Reggae music is the driving force behind Jamaica’s love of love. Although it no longer commands the kind of international attention and sales that made it such a force to be reckoned with through the seventies and early eighties, reggae too is not down. Amongst contemporary reggae artists, there are a significant number of passionately conscious – and highly talented – lyricists and rootsmen who are committed to continuing the spread of reggae’s message of love to the world. Luciano, Sizzla, Ras Shiloh, Beres Hammond, Morgan Heritage…there is no shortage of talent out there.

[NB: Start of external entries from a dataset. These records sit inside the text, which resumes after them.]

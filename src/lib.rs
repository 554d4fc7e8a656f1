//! Showroom - storefront core for a car dealership.
//!
//! Two parts: a configuration engine that prices a base vehicle plus
//! selected options, and a realtime notification client that turns
//! inventory and user events into on-screen notices and local broadcasts.

pub mod adapters;
pub mod application;
pub mod config;
pub mod domain;
pub mod ports;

Nonetheless the future of reggae is on a great many people’s minds. For wha appen if reggae die? It would be the death knell of an entire mentality and, almost undoubtedly, the dream of Jamaican independence. For the message of love embedded in reggae is simultaneously a rejection of the American culture of materialism that currently threatens to swamp the entire globe. Conscious Jamaicans know they cannot afford to get too involved with the US because it is a greedy, divisive culture that have no love for the black man. So reggae has in a very real sense been tasked with the job of sustaining Jamaican pride and self-belief. Lose that, and it loses the battle for black self-determination which has been raging in that part of the world these last few hundred years. It is an unthinkable prospect.

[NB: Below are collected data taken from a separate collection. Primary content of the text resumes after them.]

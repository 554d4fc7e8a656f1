//! ConfiguratorSession - loads a vehicle and drives a `Configurator` for it.

use std::sync::Arc;

use serde::Serialize;
use url::Url;

use crate::domain::configurator::{
    Configuration, Configurator, ConfiguratorError, MultiSelectField, PriceBreakdown,
    SingleSelectField,
};
use crate::domain::foundation::{Price, StateMachine, VehicleSlug};
use crate::domain::realtime::Notice;
use crate::ports::{NoticeSink, ShareOutcome, ShareSink, VehicleReader};

/// What the configurator page shows.
#[derive(Debug, Clone, Copy, PartialEq, Eq, Hash, Default, Serialize)]
#[serde(rename_all = "snake_case")]
pub enum SessionView {
    #[default]
    Loading,
    Ready,
    NotFound,
}

impl StateMachine for SessionView {
    fn can_transition_to(&self, target: &Self) -> bool {
        use SessionView::*;
        matches!(
            (self, target),
            (Loading, Ready) | (Loading, NotFound) | (Ready, Loading) | (NotFound, Loading)
        )
    }

    fn valid_transitions(&self) -> Vec<Self> {
        use SessionView::*;
        match self {
            Loading => vec![Ready, NotFound],
            Ready | NotFound => vec![Loading],
        }
    }
}

pub struct ConfiguratorSession {
    vehicles: Arc<dyn VehicleReader>,
    notices: Arc<dyn NoticeSink>,
    share_sink: Arc<dyn ShareSink>,
    storefront_url: Url,
    configurator: Configurator,
    view: SessionView,
}

impl ConfiguratorSession {
    pub fn new(
        vehicles: Arc<dyn VehicleReader>,
        notices: Arc<dyn NoticeSink>,
        share_sink: Arc<dyn ShareSink>,
        storefront_url: Url,
    ) -> Self {
        Self {
            vehicles,
            notices,
            share_sink,
            storefront_url,
            configurator: Configurator::standard(),
            view: SessionView::Loading,
        }
    }

    /// Uses custom option catalogs instead of the storefront's standard set.
    pub fn with_configurator(mut self, configurator: Configurator) -> Self {
        self.configurator = configurator;
        self
    }

    /// Fetches the base vehicle and initializes the configurator.
    ///
    /// Any previous configuration is dropped first, so nothing can be
    /// mutated while the fetch is outstanding or after it fails.
    /// A fetch failure shows "Failed to load vehicle"; a lookup that finds
    /// nothing moves to `NotFound` without a notice.
    pub async fn load(&mut self, slug: &VehicleSlug) -> SessionView {
        self.configurator.reset();
        if self.view != SessionView::Loading {
            self.set_view(SessionView::Loading);
        }

        match self.vehicles.get_by_slug(slug).await {
            Ok(Some(vehicle)) => {
                self.configurator.initialize(vehicle);
                self.set_view(SessionView::Ready);
            }
            Ok(None) => {
                tracing::debug!(slug = %slug, "Vehicle not found");
                self.set_view(SessionView::NotFound);
            }
            Err(e) => {
                tracing::warn!(slug = %slug, error = %e, "Failed to load vehicle");
                self.notices.show(Notice::new("Failed to load vehicle").destructive());
                self.set_view(SessionView::NotFound);
            }
        }
        self.view
    }

    fn set_view(&mut self, target: SessionView) {
        match self.view.transition_to(target) {
            Ok(next) => self.view = next,
            Err(e) => tracing::warn!(error = %e, "Invalid configurator view transition"),
        }
    }

    pub fn view(&self) -> SessionView {
        self.view
    }

    pub fn configurator(&self) -> &Configurator {
        &self.configurator
    }

    pub fn configuration(&self) -> Result<&Configuration, ConfiguratorError> {
        self.configurator.configuration()
    }

    pub fn select_single(
        &mut self,
        field: SingleSelectField,
        name: &str,
    ) -> Result<Price, ConfiguratorError> {
        self.configurator.select_single(field, name)
    }

    pub fn toggle_multi(
        &mut self,
        field: MultiSelectField,
        name: &str,
    ) -> Result<Price, ConfiguratorError> {
        self.configurator.toggle_multi(field, name)
    }

    pub fn current_total(&self) -> Result<Price, ConfiguratorError> {
        self.configurator.current_total()
    }

    pub fn breakdown(&self) -> Result<PriceBreakdown, ConfiguratorError> {
        self.configurator.breakdown()
    }

    /// Hands the configuration to the share sink.
    ///
    /// Best-effort: a sink failure is logged and yields `Ok(None)`.
    pub async fn share(&self) -> Result<Option<ShareOutcome>, ConfiguratorError> {
        let summary = self.configurator.share(&self.storefront_url)?;
        match self.share_sink.share(&summary).await {
            Ok(outcome) => {
                if outcome == ShareOutcome::Copied {
                    self.notices.show(Notice::new("Link copied to clipboard"));
                }
                Ok(Some(outcome))
            }
            Err(e) => {
                tracing::debug!(error = %e, "Share did not complete");
                Ok(None)
            }
        }
    }
}

#[cfg(test)]
mod tests {
    use super::*;
    use crate::adapters::{RecordingNoticeSink, RecordingShareSink};
    use crate::domain::foundation::VehicleId;
    use crate::domain::vehicle::{BaseVehicle, Page, VehicleQuery, VehicleSummary};
    use crate::ports::{ApiError, ShareError};
    use async_trait::async_trait;
    use std::collections::VecDeque;
    use std::sync::Mutex;

    /// Answers lookups with canned results in order; the last one repeats.
    struct CannedReader(Mutex<VecDeque<Result<Option<BaseVehicle>, ApiError>>>);

    impl CannedReader {
        fn answering(results: Vec<Result<Option<BaseVehicle>, ApiError>>) -> Self {
            Self(Mutex::new(results.into()))
        }
    }

    #[async_trait]
    impl VehicleReader for CannedReader {
        async fn get_by_slug(&self, _: &VehicleSlug) -> Result<Option<BaseVehicle>, ApiError> {
            let mut results = self.0.lock().unwrap();
            if results.len() > 1 {
                results.pop_front().unwrap()
            } else {
                results.front().cloned().unwrap_or(Ok(None))
            }
        }

        async fn list(&self, _: &VehicleQuery) -> Result<Page<VehicleSummary>, ApiError> {
            Err(ApiError::Network("not scripted".to_string()))
        }

        async fn search(&self, _: &str, _: u32, _: u32) -> Result<Page<VehicleSummary>, ApiError> {
            Err(ApiError::Network("not scripted".to_string()))
        }

        async fn featured(&self, _: u32) -> Result<Vec<VehicleSummary>, ApiError> {
            Ok(Vec::new())
        }
    }

    fn fortuner() -> BaseVehicle {
        BaseVehicle::new(
            VehicleId::new("veh_1").unwrap(),
            VehicleSlug::new("toyota-fortuner").unwrap(),
            "Toyota",
            "Fortuner",
            Price::new(1_000_000),
        )
        .unwrap()
    }

    fn session(
        reader: CannedReader,
        share: Result<ShareOutcome, ShareError>,
    ) -> (ConfiguratorSession, Arc<RecordingNoticeSink>, Arc<RecordingShareSink>) {
        let notices = Arc::new(RecordingNoticeSink::new());
        let sink = Arc::new(RecordingShareSink::new(share));
        let session = ConfiguratorSession::new(
            Arc::new(reader),
            notices.clone(),
            sink.clone(),
            Url::parse("http://localhost:3000").unwrap(),
        );
        (session, notices, sink)
    }

    fn slug() -> VehicleSlug {
        VehicleSlug::new("toyota-fortuner").unwrap()
    }

    #[tokio::test]
    async fn load_initializes_configurator() {
        let (mut session, notices, _) =
            session(CannedReader::answering(vec![Ok(Some(fortuner()))]), Ok(ShareOutcome::Shared));

        assert_eq!(session.view(), SessionView::Loading);
        assert_eq!(session.load(&slug()).await, SessionView::Ready);
        assert_eq!(session.current_total().unwrap(), Price::new(1_000_000));
        assert_eq!(notices.count(), 0);
    }

    #[tokio::test]
    async fn missing_vehicle_is_not_found_without_notice() {
        let (mut session, notices, _) = session(
            CannedReader::answering(vec![Ok(None)]),
            Ok(ShareOutcome::Shared),
        );

        assert_eq!(session.load(&slug()).await, SessionView::NotFound);
        assert_eq!(notices.count(), 0);
        assert_eq!(session.current_total(), Err(ConfiguratorError::Uninitialized));
    }

    #[tokio::test]
    async fn fetch_failure_shows_notice_and_not_found() {
        let (mut session, notices, _) = session(
            CannedReader::answering(vec![Err(ApiError::status(500, None))]),
            Ok(ShareOutcome::Shared),
        );

        assert_eq!(session.load(&slug()).await, SessionView::NotFound);
        assert_eq!(notices.titles(), vec!["Failed to load vehicle"]);
    }

    #[tokio::test]
    async fn copied_share_shows_clipboard_notice() {
        let (mut session, notices, sink) =
            session(CannedReader::answering(vec![Ok(Some(fortuner()))]), Ok(ShareOutcome::Copied));
        session.load(&slug()).await;

        assert_eq!(session.share().await.unwrap(), Some(ShareOutcome::Copied));
        assert_eq!(notices.titles(), vec!["Link copied to clipboard"]);
        assert_eq!(sink.shared()[0].title, "My Custom Toyota Fortuner");
    }

    #[tokio::test]
    async fn cancelled_share_is_silent() {
        let (mut session, notices, _) =
            session(CannedReader::answering(vec![Ok(Some(fortuner()))]), Err(ShareError::Cancelled));
        session.load(&slug()).await;

        assert_eq!(session.share().await.unwrap(), None);
        assert_eq!(notices.count(), 0);
    }

    #[tokio::test]
    async fn failed_reload_leaves_nothing_to_mutate() {
        let (mut session, _, _) = session(
            CannedReader::answering(vec![
                Ok(Some(fortuner())),
                Err(ApiError::status(500, None)),
            ]),
            Ok(ShareOutcome::Shared),
        );
        assert_eq!(session.load(&slug()).await, SessionView::Ready);

        assert_eq!(session.load(&slug()).await, SessionView::NotFound);
        assert_eq!(
            session.select_single(SingleSelectField::Color, "Ruby Red"),
            Err(ConfiguratorError::Uninitialized)
        );
        assert_eq!(session.current_total(), Err(ConfiguratorError::Uninitialized));
        assert_eq!(session.share().await, Err(ConfiguratorError::Uninitialized));
    }

    #[tokio::test]
    async fn successful_reload_starts_from_defaults() {
        let (mut session, _, _) = session(
            CannedReader::answering(vec![Ok(Some(fortuner()))]),
            Ok(ShareOutcome::Shared),
        );
        session.load(&slug()).await;
        session
            .toggle_multi(MultiSelectField::Packages, "Technology Package")
            .unwrap();

        assert_eq!(session.load(&slug()).await, SessionView::Ready);
        assert_eq!(session.current_total().unwrap(), Price::new(1_000_000));
    }

    #[tokio::test]
    async fn share_before_load_is_uninitialized() {
        let (session, _, _) = session(
            CannedReader::answering(vec![Ok(None)]),
            Ok(ShareOutcome::Shared),
        );
        assert_eq!(session.share().await, Err(ConfiguratorError::Uninitialized));
    }
}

For that reason, great optimism attaches itself to figures such as Buju Banton and Capleton. Both were formerly dancehall icons who have abandoned slackness – Buju famously made his name with the homophobic ‘Boom Bye Bye’ – in favour of roots consciousness. At the same time, what is defined as roots consciousness is deliberately being broadened out. Morgan Heritage may have made quite a stir with their declaration ‘You don’t ha fe be dread to be Rasta’, but they know the old ways need renewal if they are to survive.

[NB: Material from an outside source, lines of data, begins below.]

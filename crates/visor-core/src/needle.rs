//! Search needles: the things a find operation looks for.
//!
//! The needle set is closed: template images, text queries, window
//! queries and color queries. Every needle carries a stable string id
//! used as the hook-registry key and in diagnostic messages.

use serde::{Deserialize, Serialize};

use crate::image::{Image, RgbaColor};

/// Whether a text query matches whole lines or single words.
#[derive(Debug, Clone, Copy, PartialEq, Eq, Serialize, Deserialize)]
pub enum TextQueryKind {
    Line,
    Word,
}

/// A query for on-screen text, resolved by a text finder provider.
#[derive(Debug, Clone, PartialEq, Serialize, Deserialize)]
pub struct TextQuery {
    pub id: String,
    pub kind: TextQueryKind,
    pub text: String,
}

impl TextQuery {
    /// Query for a whole line of text.
    pub fn line(text: impl Into<String>) -> Self {
        let text = text.into();
        Self {
            id: format!("line-query-{}", text),
            kind: TextQueryKind::Line,
            text,
        }
    }

    /// Query for a single word.
    pub fn word(text: impl Into<String>) -> Self {
        let text = text.into();
        Self {
            id: format!("word-query-{}", text),
            kind: TextQueryKind::Word,
            text,
        }
    }
}

/// A query for a window, resolved by a window finder provider.
///
/// The matching semantics of `title` (substring, exact, pattern) are the
/// provider's concern; the core passes the query through opaquely.
#[derive(Debug, Clone, PartialEq, Serialize, Deserialize)]
pub struct WindowQuery {
    pub id: String,
    pub title: String,
}

impl WindowQuery {
    /// Query for a window by title.
    pub fn title(title: impl Into<String>) -> Self {
        let title = title.into();
        Self {
            id: format!("window-query-{}", title),
            title,
        }
    }
}

/// A query for a pixel of a given color.
#[derive(Debug, Clone, PartialEq, Serialize, Deserialize)]
pub struct ColorQuery {
    pub id: String,
    pub color: RgbaColor,
}

impl ColorQuery {
    /// Query for the first pixel matching `color`.
    pub fn color(color: RgbaColor) -> Self {
        Self {
            id: format!("color-query-{}", color.to_hex()),
            color,
        }
    }
}

/// The closed set of things `find` can search for.
#[derive(Debug, Clone, PartialEq)]
pub enum Needle {
    /// Template image match
    Image(Image),
    /// Text line/word match
    Text(TextQuery),
    /// Window match
    Window(WindowQuery),
    /// Pixel color match
    Color(ColorQuery),
}

impl Needle {
    /// Stable identifier, used as hook key and in error messages.
    pub fn id(&self) -> &str {
        match self {
            Needle::Image(image) => &image.id,
            Needle::Text(query) => &query.id,
            Needle::Window(query) => &query.id,
            Needle::Color(query) => &query.id,
        }
    }

    /// Short kind name for logging.
    pub fn kind(&self) -> &'static str {
        match self {
            Needle::Image(_) => "image",
            Needle::Text(_) => "text",
            Needle::Window(_) => "window",
            Needle::Color(_) => "color",
        }
    }
}

impl From<Image> for Needle {
    fn from(image: Image) -> Self {
        Needle::Image(image)
    }
}

impl From<TextQuery> for Needle {
    fn from(query: TextQuery) -> Self {
        Needle::Text(query)
    }
}

impl From<WindowQuery> for Needle {
    fn from(query: WindowQuery) -> Self {
        Needle::Window(query)
    }
}

impl From<ColorQuery> for Needle {
    fn from(query: ColorQuery) -> Self {
        Needle::Color(query)
    }
}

For Morgan Heritage overstan that while Rastafarianism might have needed to be rigorously exclusive in its early days as a faith – look back to St Paul or Mohammed to see how this was once true of Christianity and Islam too – it need not be so any more due to the widespread sympathy for its essential teachings. They are keen to use that sympathy as a platform for widening the spread of black faith even further.
Hence Morgan Heritage’s deliberate rejection of the idea that you need dreads to be Rasta. After all, they say, look how many people smoke ganga and eat ital (veggie) food – two central tenets of the Rasta faith. Are not these people part of the same struggle for an alternative, more loving way of life? If they have love for Rasta in their hearts, are they not to all intents and purposes Rasta themselves? Important questions which need to be asked.
It’s reasoning like this that leads Jamaicans to welcome overseas reggae lovers with open arms. They know that the continuing love for the golden days of reggae that is sustained in the UK and beyond by people like Dave Rodigan, Steve Barrow and Lloyd Bradley is a vital source of emotional, ideological and financial support in Jamaica’s struggle for survival. Conversely, it’s a very good reason why all music lovers – especially Big Chillers – should not forget what reggae still has to teach us. It is as relevant now – if not more so – as it ever was. Nobody committed to the dream of a society united through love can afford to ignore it.
Bob Marley, Lee Scratch Perry, Augustus Pablo, the Mighy Diamonds, Gregory Isaacs, Jimmy Cliff, Marcia Griffiths, Jackie Mittoo, Burning Spear, Black Uhuru, Peter Tosh, Culture, Toots and the Maytals, King Tubby, Dennis Brown, Horace Andy, Coxone, Junior Murvin, Freddie McGregor, John Holt…great names all. Let’s not forget what they have to teach us. One blood, one love.